Metal−Metal Communication in Copper(II) Complexes of Cyclotetraphosphazene Ligands

Copper(II) chloride and bromide react with the pyridyloxy-substituted cyclotetraphosphazene ligands, octakis(2-pyridyloxy)cyclotetraphosphazene (L1), and octakis(4-methyl-2-pyridyloxy)cyclotetraphosphazene (L2), to form the dimetallic complexes, [L(CuX2)2] (L = L1, X = Br; L = L2, X = Cl or Br), and [{L1(CuCl2)2}n]. Single crystal X-ray crystallography shows the complex [{L1(CuCl2)2}n] to be a coordination polymer propagated by interligand “Cu(μ-Cl)2Cu” bridges whereas [L2(CuCl2)2] forms discrete dimetallic cyclotetraphosphazene-based moieties.
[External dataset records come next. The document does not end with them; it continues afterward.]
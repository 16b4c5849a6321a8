//! Relay-side forwarding context.
//!
//! The relaying peer keeps one [`RelayContext`] per relayed stream. The
//! context's `source` yields the frames its client sent, minus the liveness
//! probes it answers itself; its `sink` drains the other party's frames into
//! the client stream. Pairing two contexts crosswise bridges two clients:
//!
//! ```text
//!   client A ──stream──▶ ctx A.source ──▶ ctx B.sink ──stream──▶ client B
//!   client A ◀─stream─── ctx A.sink ◀── ctx B.source ◀─stream─── client B
//! ```
//!
//! When a client reconnects, [`RelayContext::update`] swaps in the new stream.
//! The source side then forwards a synthesized RESTART so the far side starts
//! its reconnection path, and the sink side restarts its drain loop against
//! the new stream.

use crate::signal::{lock, recv_optional};
use hopline_core::{
    ConnectionStatus, Duplex, Frame, Prefix, RelayConfig, RelayError, StatusMessage, StatusQueue,
};
use std::collections::VecDeque;
use std::sync::atomic::{AtomicU64, Ordering};
use std::sync::{Arc, Mutex};
use std::time::{Duration, Instant};
use tokio::sync::{broadcast, mpsc, oneshot};

/// Notifications for listeners of a context
#[derive(Debug, Clone, Copy, PartialEq, Eq)]
pub enum ContextEvent {
    /// The client stream was replaced and RESTART forwarded
    Restarted,
    /// STOP was forwarded, the context is done
    Closed,
}

struct Shared {
    id: String,
    queue: StatusQueue,
    /// Outstanding pings in send order, each answered by one PONG
    pongs: Mutex<VecDeque<(u64, oneshot::Sender<()>)>>,
    next_ping: AtomicU64,
    events: broadcast::Sender<ContextEvent>,
}

/// Relay-side state of one relayed stream
pub struct RelayContext {
    shared: Arc<Shared>,
    ping_timeout: Duration,
    source_switch: mpsc::UnboundedSender<mpsc::Receiver<Vec<u8>>>,
    sink_switch: mpsc::UnboundedSender<mpsc::Sender<Vec<u8>>>,
    attach: mpsc::UnboundedSender<mpsc::Receiver<Vec<u8>>>,
    forwarded: Mutex<Option<mpsc::Receiver<Vec<u8>>>>,
}

impl RelayContext {
    /// Start forwarding for `stream`
    ///
    /// Must be called from within a tokio runtime.
    #[must_use]
    pub fn new(stream: Duplex, config: &RelayConfig) -> Self {
        let (source, sink) = stream.split();
        let (source_switch, source_switch_rx) = mpsc::unbounded_channel();
        let (sink_switch, sink_switch_rx) = mpsc::unbounded_channel();
        let (attach, attach_rx) = mpsc::unbounded_channel();
        let (forward_tx, forward_rx) = mpsc::channel(config.channel_capacity);
        let (events, _) = broadcast::channel(16);

        let shared = Arc::new(Shared {
            id: hex::encode(rand::random::<[u8; 4]>()),
            queue: StatusQueue::new(),
            pongs: Mutex::new(VecDeque::new()),
            next_ping: AtomicU64::new(0),
            events,
        });

        tokio::spawn(source_loop(
            shared.clone(),
            source,
            source_switch_rx,
            forward_tx,
        ));

        let drain = SinkDrain {
            shared: shared.clone(),
            switches: sink_switch_rx,
            attach: attach_rx,
            upstream: None,
            pending: None,
        };
        tokio::spawn(drain.run(sink));

        tracing::debug!(id = %shared.id, "relay context created");

        Self {
            shared,
            ping_timeout: config.ping_timeout(),
            source_switch,
            sink_switch,
            attach,
            forwarded: Mutex::new(Some(forward_rx)),
        }
    }

    /// Wire two contexts crosswise so each one's client hears the other
    ///
    /// # Errors
    ///
    /// Returns [`RelayError::SourceTaken`] if either source was already taken.
    pub fn pair(a: &RelayContext, b: &RelayContext) -> Result<(), RelayError> {
        let a_source = a.source().ok_or(RelayError::SourceTaken)?;
        let Some(b_source) = b.source() else {
            *lock(&a.forwarded) = Some(a_source);
            return Err(RelayError::SourceTaken);
        };
        a.sink(b_source);
        b.sink(a_source);
        Ok(())
    }

    /// Instance identifier used in logs
    #[must_use]
    pub fn id(&self) -> &str {
        &self.shared.id
    }

    /// Take the stream of frames to forward to the other party
    pub fn source(&self) -> Option<mpsc::Receiver<Vec<u8>>> {
        lock(&self.forwarded).take()
    }

    /// Attach the frames to deliver to this context's client
    pub fn sink(&self, source: mpsc::Receiver<Vec<u8>>) {
        if self.attach.send(source).is_err() {
            tracing::debug!(id = %self.shared.id, "sink attached after context ended");
        }
    }

    /// Subscribe to context notifications
    #[must_use]
    pub fn subscribe(&self) -> broadcast::Receiver<ContextEvent> {
        self.shared.events.subscribe()
    }

    /// Send a low-level PING to the client
    ///
    /// Returns the measured latency in milliseconds, or `-1` if no PONG
    /// arrived within `timeout` (default from [`RelayConfig::ping_timeout`]).
    /// Overlapping pings are answered in the order they were sent.
    pub async fn ping(&self, timeout: Option<Duration>) -> i64 {
        let timeout = timeout.unwrap_or(self.ping_timeout);
        let (tx, rx) = oneshot::channel();
        let seq = self.shared.next_ping.fetch_add(1, Ordering::Relaxed);
        lock(&self.shared.pongs).push_back((seq, tx));

        let start = Instant::now();
        self.shared.queue.push(Frame::ping());

        match tokio::time::timeout(timeout, rx).await {
            Ok(Ok(())) => i64::try_from(start.elapsed().as_millis()).unwrap_or(i64::MAX),
            _ => {
                tracing::debug!(id = %self.shared.id, "ping timeout");
                lock(&self.shared.pongs).retain(|(pending, _)| *pending != seq);
                -1
            }
        }
    }

    /// Replace the client stream
    pub fn update(&self, stream: Duplex) {
        let (source, sink) = stream.split();
        let _ = self.source_switch.send(source);
        let _ = self.sink_switch.send(sink);
        tracing::debug!(id = %self.shared.id, "updating");
    }
}

impl std::fmt::Debug for RelayContext {
    fn fmt(&self, f: &mut std::fmt::Formatter<'_>) -> std::fmt::Result {
        f.debug_struct("RelayContext")
            .field("id", &self.shared.id)
            .finish_non_exhaustive()
    }
}

/// Forward frames from the current client stream
async fn source_loop(
    shared: Arc<Shared>,
    mut current: mpsc::Receiver<Vec<u8>>,
    mut switches: mpsc::UnboundedReceiver<mpsc::Receiver<Vec<u8>>>,
    out: mpsc::Sender<Vec<u8>>,
) {
    let id = shared.id.clone();
    let mut switches_open = true;
    let mut exhausted = false;

    loop {
        // 1. stream switches
        // 2. payload / status messages
        let received = tokio::select! {
            biased;
            switched = switches.recv(), if switches_open => {
                match switched {
                    Some(source) => {
                        current = source;
                        exhausted = false;
                        tracing::trace!(id = %id, "source switched, forwarding RESTART");
                        let _ = shared.events.send(ContextEvent::Restarted);
                        if out.send(Frame::restart()).await.is_err() {
                            break;
                        }
                    }
                    None => switches_open = false,
                }
                continue;
            }
            received = current.recv(), if !exhausted => received,
            else => break,
        };

        let Some(frame) = received else {
            tracing::trace!(id = %id, "client stream ended, waiting for update");
            exhausted = true;
            continue;
        };

        let (prefix, body) = match Frame::parse(&frame) {
            Ok(parsed) => parsed,
            Err(e) => {
                tracing::error!(id = %id, "{}. Dropping message in relay context.", e);
                continue;
            }
        };

        match prefix {
            Prefix::StatusMessage => {
                match body.first().map(|code| StatusMessage::try_from(*code)) {
                    Some(Ok(StatusMessage::Ping)) => {
                        tracing::trace!(id = %id, "PING received");
                        shared.queue.push(Frame::pong());
                    }
                    Some(Ok(StatusMessage::Pong)) => {
                        tracing::trace!(id = %id, "PONG received");
                        if let Some((_, responder)) = lock(&shared.pongs).pop_front() {
                            let _ = responder.send(());
                        }
                    }
                    _ => tracing::error!(id = %id, "invalid status message, dropping"),
                }
                continue;
            }
            Prefix::ConnectionStatus
                if body.first().copied() == Some(ConnectionStatus::Stop as u8) =>
            {
                tracing::debug!(id = %id, "STOP relayed");
                let _ = shared.events.send(ContextEvent::Closed);
                let _ = out.send(frame).await;
                break;
            }
            Prefix::ConnectionStatus => {
                tracing::debug!(id = %id, "RESTART relayed");
            }
            _ => {}
        }

        if out.send(frame).await.is_err() {
            tracing::debug!(id = %id, "forward target gone");
            break;
        }
    }

    tracing::trace!(id = %id, "source loop ended");
}

enum DrainEnd {
    Switched(mpsc::Sender<Vec<u8>>),
    Stopped,
    Detached,
    Failed(RelayError),
}

/// Writes status frames and forwarded frames into the client stream
struct SinkDrain {
    shared: Arc<Shared>,
    switches: mpsc::UnboundedReceiver<mpsc::Sender<Vec<u8>>>,
    attach: mpsc::UnboundedReceiver<mpsc::Receiver<Vec<u8>>>,
    upstream: Option<mpsc::Receiver<Vec<u8>>>,
    pending: Option<Vec<u8>>,
}

impl SinkDrain {
    async fn run(mut self, mut sink: mpsc::Sender<Vec<u8>>) {
        let mut generation: u64 = 0;

        loop {
            match self.drain(&sink).await {
                DrainEnd::Switched(next) => {
                    sink = next;
                    generation += 1;
                    tracing::trace!(id = %self.shared.id, generation, "sink switched");
                }
                DrainEnd::Stopped => {
                    tracing::debug!(id = %self.shared.id, "STOP forwarded, sink done");
                    break;
                }
                DrainEnd::Detached => {
                    tracing::debug!(id = %self.shared.id, "sink detached");
                    break;
                }
                DrainEnd::Failed(e) => {
                    tracing::error!(id = %self.shared.id, "sink drain failed: {}", e);
                    break;
                }
            }
        }
    }

    async fn drain(&mut self, sink: &mpsc::Sender<Vec<u8>>) -> DrainEnd {
        if let Some(msg) = self.pending.take() {
            if let Some(end) = self.deliver(sink, msg).await {
                return end;
            }
        }

        loop {
            // 0. source attach
            // 1. stream switches
            // 2. status messages
            // 3. forwarded frames
            let msg = tokio::select! {
                biased;
                switched = self.switches.recv() => {
                    return match switched {
                        Some(next) => DrainEnd::Switched(next),
                        None => DrainEnd::Detached,
                    };
                }
                attached = self.attach.recv(), if self.upstream.is_none() => {
                    match attached {
                        Some(source) => self.upstream = Some(source),
                        None => return DrainEnd::Detached,
                    }
                    continue;
                }
                _ = self.shared.queue.ready() => match self.shared.queue.pop() {
                    Ok(msg) => msg,
                    Err(e) => return DrainEnd::Failed(e.into()),
                },
                received = recv_optional(&mut self.upstream) => match received {
                    Some(frame) if frame.len() < 2 => {
                        tracing::trace!(id = %self.shared.id, "ignoring empty message");
                        continue;
                    }
                    Some(frame) => frame,
                    None => {
                        self.upstream = None;
                        continue;
                    }
                },
            };

            if let Some(end) = self.deliver(sink, msg).await {
                return end;
            }
        }
    }

    /// Write one frame; `Some` ends the current drain
    async fn deliver(&mut self, sink: &mpsc::Sender<Vec<u8>>, msg: Vec<u8>) -> Option<DrainEnd> {
        let stop = Frame::is_stop(&msg);

        if let Err(mpsc::error::SendError(msg)) = sink.send(msg).await {
            tracing::debug!(id = %self.shared.id, "client stream closed, waiting for update");
            self.pending = Some(msg);
            return Some(match self.switches.recv().await {
                Some(next) => DrainEnd::Switched(next),
                None => DrainEnd::Detached,
            });
        }

        stop.then_some(DrainEnd::Stopped)
    }
}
The variable temperature magnetic susceptibility data for [{L1(CuCl2)2}n] are consistent with a weak antiferromagnetic exchange interaction between the copper(II) centers occurring via the bridging chloride ions. [L2(CuCl2)2] and [L(CuBr2)2] (L = L1 and L2) exhibit normal Curie-like susceptibilities. The abstraction of a chloride ion, using [Ag(MeCN)4](PF6), from each copper site in [L2(CuCl2)2], affords the new complex, [L2(CuCl)2](PF6)2, in which the two copper(II) ions are separated by “NPNPN” phosphazene bridges. Electron spin resonance and variable temperature magnetic measurements indicate the occurrence of weak antiferromagnetic coupling between the unpaired electrons on the copper(II) centers. Density Functional Theory (DFT) calculations on the [L2(CuCl)2]2+ dication and the related cyclotriphosphazene complex, [L4(CuCl2)2] (L4 = hexakis(4-methyl-2-pyridyloxy)cyclotriphosphazene), have identified “electron-density-bridge” molecular orbitals which involve Cu 3d orbitals overlapping with the non-bonding N-based molecular orbitals on the phosphazene rings as the pathway for this interaction.